The class autonlu.data_dependence.DataDependence can be used to visualize the relationship between the amount of training data and the accuracy of the resulting model. This information can be used to determine whether labeling additional data is probably going to be useful or not.

Here an example for a case where additional training data is likely not going to improve the resulting model (note that the x axis has a logarithmic scale):

Example for a plot generated by DataDependence that indicates that additional training data is not very useful

Here an example plot for a case where additional training data is probably going to improve the resulting model:

Example for a plot generated by DataDependence that indicates that additional training data is probably going to be useful
class autonlu.data_dependence.DataDependence(model_folder, device=None)

This class helps to estimate the accuracy of a model in dependence of the amount of training data. To this end, the function DataDependence.train_smaller_models() trains many models on subsets of the full training data. Since this is quite time consuming, a faster OMI-model is used.

Parameters
  • model_folder (str) –

    A path or name of the model that should be used. Will be sent through autonlu.get_model_dir() and can therefore be:

    • The path to a model

    • The name of a model available in Studio

    • The name of a model available in the Huggingface model repo

  • device (Optional[str]) –

    Which device the model should be used on ("cpu" or "cuda"). If None, a device will be automatically selected:

    If a CUDA capable GPU is available, it will automatically be used, otherwise the cpu. This behaviour can be overwritten by specifically setting the environment variable DO_DEVICE to either "cpu" or "cuda". autonlu.utils.get_best_device() is used to select the device.

Example

>>> # Load/get datasets and label Xtrain, Ytrain, Xvalid, Yvalid, Xtest, Ytest
>>> data_dependence = DataDependence("bert-base-uncased", "cuda")
>>> data_dependence.train_smaller_models(Xtrain, Ytrain, Xvalid, Yvalid, Xtest, Ytest,
                                         save_file="my_resuts.p", plot_file="my_plot.png")
train_smaller_models(X, Y, valX, valY, testX, testY, nb_datapoints=20, growth_factor=1.4142135623730951, nb_iterations=1, recycle_smaller_model=False, nb_opti_steps=70000, save_file=None, plot_file=None, plot_title=None, verbose=True)

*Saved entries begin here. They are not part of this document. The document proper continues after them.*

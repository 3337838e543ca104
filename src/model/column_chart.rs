use serde::{Deserialize, Serialize};

use crate::core::axis::Axis;
use crate::model::chart_config::ChartConfig;
use crate::model::column::Column;

/// Fraction of the available slot each column fills when a host supplies
/// none.
pub const DEFAULT_FILL_RATIO: f64 = 0.75;

/// Baseline columns grow away from when a host supplies none.
pub const DEFAULT_BASE_VALUE: f64 = 0.0;

/// Data for a column chart: any number of columns over one shared
/// configuration.
///
/// `Clone` is a deep copy; every column and axis is owned by value.
#[derive(Debug, Clone, PartialEq, Serialize, Deserialize)]
pub struct ColumnChartData {
    config: ChartConfig,
    columns: Vec<Column>,
    is_stacked: bool,
    fill_ratio: f64,
    base_value: f64,
}

impl ColumnChartData {
    #[must_use]
    pub fn new(columns: Vec<Column>) -> Self {
        Self {
            columns,
            ..Self::default()
        }
    }

    #[must_use]
    pub fn config(&self) -> &ChartConfig {
        &self.config
    }

    #[must_use]
    pub fn config_mut(&mut self) -> &mut ChartConfig {
        &mut self.config
    }

    #[must_use]
    pub fn columns(&self) -> &[Column] {
        &self.columns
    }

    #[must_use]
    pub fn columns_mut(&mut self) -> &mut [Column] {
        &mut self.columns
    }

    pub fn set_columns(&mut self, columns: Vec<Column>) {
        self.columns = columns;
    }

    /// Whether subcolumn segments stack instead of drawing side by side.
    #[must_use]
    pub fn is_stacked(&self) -> bool {
        self.is_stacked
    }

    pub fn set_stacked(&mut self, is_stacked: bool) {
        self.is_stacked = is_stacked;
    }

    #[must_use]
    pub fn fill_ratio(&self) -> f64 {
        self.fill_ratio
    }

    /// Sets the slot fill ratio, clamped into `[0, 1]`.
    pub fn set_fill_ratio(&mut self, fill_ratio: f64) {
        self.fill_ratio = fill_ratio.clamp(0.0, 1.0);
    }

    #[must_use]
    pub fn base_value(&self) -> f64 {
        self.base_value
    }

    pub fn set_base_value(&mut self, base_value: f64) {
        self.base_value = base_value;
    }

    #[must_use]
    pub fn axis_x_bottom(&self) -> Option<&Axis> {
        self.config.axis_x_bottom.as_ref()
    }

    pub fn set_axis_x_bottom(&mut self, axis: Option<Axis>) {
        self.config.axis_x_bottom = axis;
    }

    #[must_use]
    pub fn axis_x_top(&self) -> Option<&Axis> {
        self.config.axis_x_top.as_ref()
    }

    pub fn set_axis_x_top(&mut self, axis: Option<Axis>) {
        self.config.axis_x_top = axis;
    }

    #[must_use]
    pub fn axis_y_left(&self) -> Option<&Axis> {
        self.config.axis_y_left.as_ref()
    }

    pub fn set_axis_y_left(&mut self, axis: Option<Axis>) {
        self.config.axis_y_left = axis;
    }

    #[must_use]
    pub fn axis_y_right(&self) -> Option<&Axis> {
        self.config.axis_y_right.as_ref()
    }

    pub fn set_axis_y_right(&mut self, axis: Option<Axis>) {
        self.config.axis_y_right = axis;
    }

    pub fn update(&mut self, scale: f64) {
        for column in &mut self.columns {
            column.update(scale);
        }
        self.config.update(scale);
    }

    pub fn finish(&mut self) {
        for column in &mut self.columns {
            column.finish();
        }
        self.config.finish();
    }
}

impl Default for ColumnChartData {
    fn default() -> Self {
        Self {
            config: ChartConfig::default(),
            columns: Vec::new(),
            is_stacked: false,
            fill_ratio: DEFAULT_FILL_RATIO,
            base_value: DEFAULT_BASE_VALUE,
        }
    }
}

For a given dataset, several sub-datset consisting of different fractions of the main dataset are used to train the basemodel. At the end, the accuracy of the different models can be saved and/or plotted.

Parameters
  • X (List[Union[str, Tuple[str, str]]]) – Input samples. Either a list of strings for text classification or a list of pairs of strings for text pair classification.

  • Y (List[str]) – Training target. List containing the correct labels as strings.

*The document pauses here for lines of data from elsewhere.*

use serde::{Deserialize, Serialize};
use tracing::debug;

use crate::core::axis::Axis;
use crate::core::formatter::ValueFormatter;
use crate::model::chart_config::ChartConfig;
use crate::model::values::BubbleValue;

/// Smallest radius any bubble renders at, in display units.
pub const DEFAULT_MIN_BUBBLE_RADIUS: f64 = 6.0;

/// Multiplier applied to every computed bubble radius.
pub const DEFAULT_BUBBLE_SCALE: f64 = 1.0;

/// Data for a bubble chart: a flat list of weighted points over one shared
/// configuration.
///
/// `Clone` is a deep copy; every bubble and axis is owned by value.
#[derive(Debug, Clone, PartialEq, Serialize, Deserialize)]
pub struct BubbleChartData {
    config: ChartConfig,
    bubbles: Vec<BubbleValue>,
    min_bubble_radius: f64,
    bubble_scale: f64,
    has_labels: bool,
    has_labels_only_for_selected: bool,
    formatter: ValueFormatter,
}

impl BubbleChartData {
    #[must_use]
    pub fn new(bubbles: Vec<BubbleValue>) -> Self {
        Self {
            bubbles,
            ..Self::default()
        }
    }

    #[must_use]
    pub fn config(&self) -> &ChartConfig {
        &self.config
    }

    #[must_use]
    pub fn config_mut(&mut self) -> &mut ChartConfig {
        &mut self.config
    }

    #[must_use]
    pub fn bubbles(&self) -> &[BubbleValue] {
        &self.bubbles
    }

    #[must_use]
    pub fn bubbles_mut(&mut self) -> &mut [BubbleValue] {
        &mut self.bubbles
    }

    pub fn set_bubbles(&mut self, bubbles: Vec<BubbleValue>) {
        self.bubbles = bubbles;
    }

    #[must_use]
    pub fn min_bubble_radius(&self) -> f64 {
        self.min_bubble_radius
    }

    pub fn set_min_bubble_radius(&mut self, min_bubble_radius: f64) {
        self.min_bubble_radius = min_bubble_radius;
    }

    #[must_use]
    pub fn bubble_scale(&self) -> f64 {
        self.bubble_scale
    }

    pub fn set_bubble_scale(&mut self, bubble_scale: f64) {
        self.bubble_scale = bubble_scale;
    }

    #[must_use]
    pub fn has_labels(&self) -> bool {
        self.has_labels
    }

    /// Enabling labels for all bubbles clears the selected-only mode.
    pub fn set_has_labels(&mut self, has_labels: bool) {
        self.has_labels = has_labels;
        if has_labels {
            self.has_labels_only_for_selected = false;
        }
    }

    #[must_use]
    pub fn has_labels_only_for_selected(&self) -> bool {
        self.has_labels_only_for_selected
    }

    /// Enabling selected-only labels clears the all-bubbles mode.
    pub fn set_has_labels_only_for_selected(&mut self, only_for_selected: bool) {
        self.has_labels_only_for_selected = only_for_selected;
        if only_for_selected {
            self.has_labels = false;
        }
    }

    #[must_use]
    pub fn formatter(&self) -> &ValueFormatter {
        &self.formatter
    }

    /// Replaces the formatter; an absent one keeps the previous formatter
    /// so the chart is never left without a formatting strategy.
    pub fn set_formatter(&mut self, formatter: Option<ValueFormatter>) {
        match formatter {
            Some(formatter) => self.formatter = formatter,
            None => debug!("ignored absent bubble formatter, keeping previous"),
        }
    }

    #[must_use]
    pub fn axis_x_bottom(&self) -> Option<&Axis> {
        self.config.axis_x_bottom.as_ref()
    }

    pub fn set_axis_x_bottom(&mut self, axis: Option<Axis>) {
        self.config.axis_x_bottom = axis;
    }

    #[must_use]
    pub fn axis_x_top(&self) -> Option<&Axis> {
        self.config.axis_x_top.as_ref()
    }

    pub fn set_axis_x_top(&mut self, axis: Option<Axis>) {
        self.config.axis_x_top = axis;
    }

    #[must_use]
    pub fn axis_y_left(&self) -> Option<&Axis> {
        self.config.axis_y_left.as_ref()
    }

    pub fn set_axis_y_left(&mut self, axis: Option<Axis>) {
        self.config.axis_y_left = axis;
    }

    #[must_use]
    pub fn axis_y_right(&self) -> Option<&Axis> {
        self.config.axis_y_right.as_ref()
    }

    pub fn set_axis_y_right(&mut self, axis: Option<Axis>) {
        self.config.axis_y_right = axis;
    }

    pub fn update(&mut self, scale: f64) {
        crate::model::for_each_value(&mut self.bubbles, |bubble| bubble.update(scale));
        self.config.update(scale);
    }

    pub fn finish(&mut self) {
        crate::model::for_each_value(&mut self.bubbles, BubbleValue::finish);
        self.config.finish();
    }
}

impl Default for BubbleChartData {
    fn default() -> Self {
        Self {
            config: ChartConfig::default(),
            bubbles: Vec::new(),
            min_bubble_radius: DEFAULT_MIN_BUBBLE_RADIUS,
            bubble_scale: DEFAULT_BUBBLE_SCALE,
            has_labels: false,
            has_labels_only_for_selected: false,
            formatter: ValueFormatter::default(),
        }
    }
}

  • valX (List[Union[str, Tuple[str, str]]]) – Input samples used for validation of the model during training.

  • valY (List[str]) – Training target used for validation of the model during training.

  • testX (List[Union[str, Tuple[str, str]]]) – Input samples used for calculating final results

  • testX – Targets used for calculating final results

  • nb_datapoints (int) – determines the number of dataset fractions.

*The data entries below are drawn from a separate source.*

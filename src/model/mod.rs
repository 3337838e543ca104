//! Chart aggregates: animated value wrappers, series containers, and the
//! per-kind chart data variants an external renderer reads each frame.

pub mod bubble_chart;
pub mod chart_config;
pub mod column;
pub mod column_chart;
pub mod combo_chart;
pub mod line;
pub mod line_chart;
pub mod pie_chart;
pub mod selection;
pub mod values;

pub use bubble_chart::BubbleChartData;
pub use chart_config::ChartConfig;
pub use column::Column;
pub use column_chart::ColumnChartData;
pub use combo_chart::ComboLineColumnChartData;
pub use line::Line;
pub use line_chart::LineChartData;
pub use pie_chart::PieChartData;
pub use selection::{SelectedValue, SelectedValueType};
pub use values::{BubbleValue, PointShape, PointValue, SliceValue, SubcolumnValue};

#[cfg(feature = "parallel-update")]
use rayon::prelude::*;

/// Applies `apply` to every member of a series, in parallel when the
/// `parallel-update` feature is enabled. Members are independent, so the
/// result is identical either way.
pub(crate) fn for_each_value<T, F>(values: &mut [T], apply: F)
where
    T: Send,
    F: Fn(&mut T) + Send + Sync,
{
    #[cfg(feature = "parallel-update")]
    values.par_iter_mut().for_each(|value| apply(value));

    #[cfg(not(feature = "parallel-update"))]
    for value in values {
        apply(value);
    }
}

  • growth_factor (float) –

    determines the size-factor between different datasets. Example: For nb_datapoints = 5 and growth_factor = 2, sub-datasets are

    downscaled by the factors 1/16; 1/8; 1/4; 1/2; 1

    For groth_factor = 1 or growth_factor = 0, a linear scaling is assumed. Example: For nb_datapoints = 5 and growth_factor = 0 (1), sub-datasets are

    downscaled by the factors 1/5; 1/4; 1/3; 1/2; 1

  • nb_iterations (int) – The number of repetitions (with newly mixed datasets)

  • recycle_smaller_model (bool) – After a model was trained on a smaller dataset, the trained model might be used as initial model for the next bigger dataset. Choose True tohave the model recycled and False to start each time with a fresh model.

  • nb_opti_steps (int) – This number correlates with the maximal number of optimization steps. Since the relation is non linear, one shouldn’t take the exact number to seriously. However, reducing nb_opti_steps makes optimization faster, increasing makes it more precise.

  • save_file (Optional[str]) – A file path, where to save the results (pickled)

  • plot_file (Optional[str]) – A file path, where a plot of the results will be saved each iteration (older ones are overwritten). Hence, you might already check preliminary results before the program has finished.

  • plot_title (Optional[str]) – Title which appears in the figure.

  • verbose (bool) – If True, information about the progress will be shown on the terminal.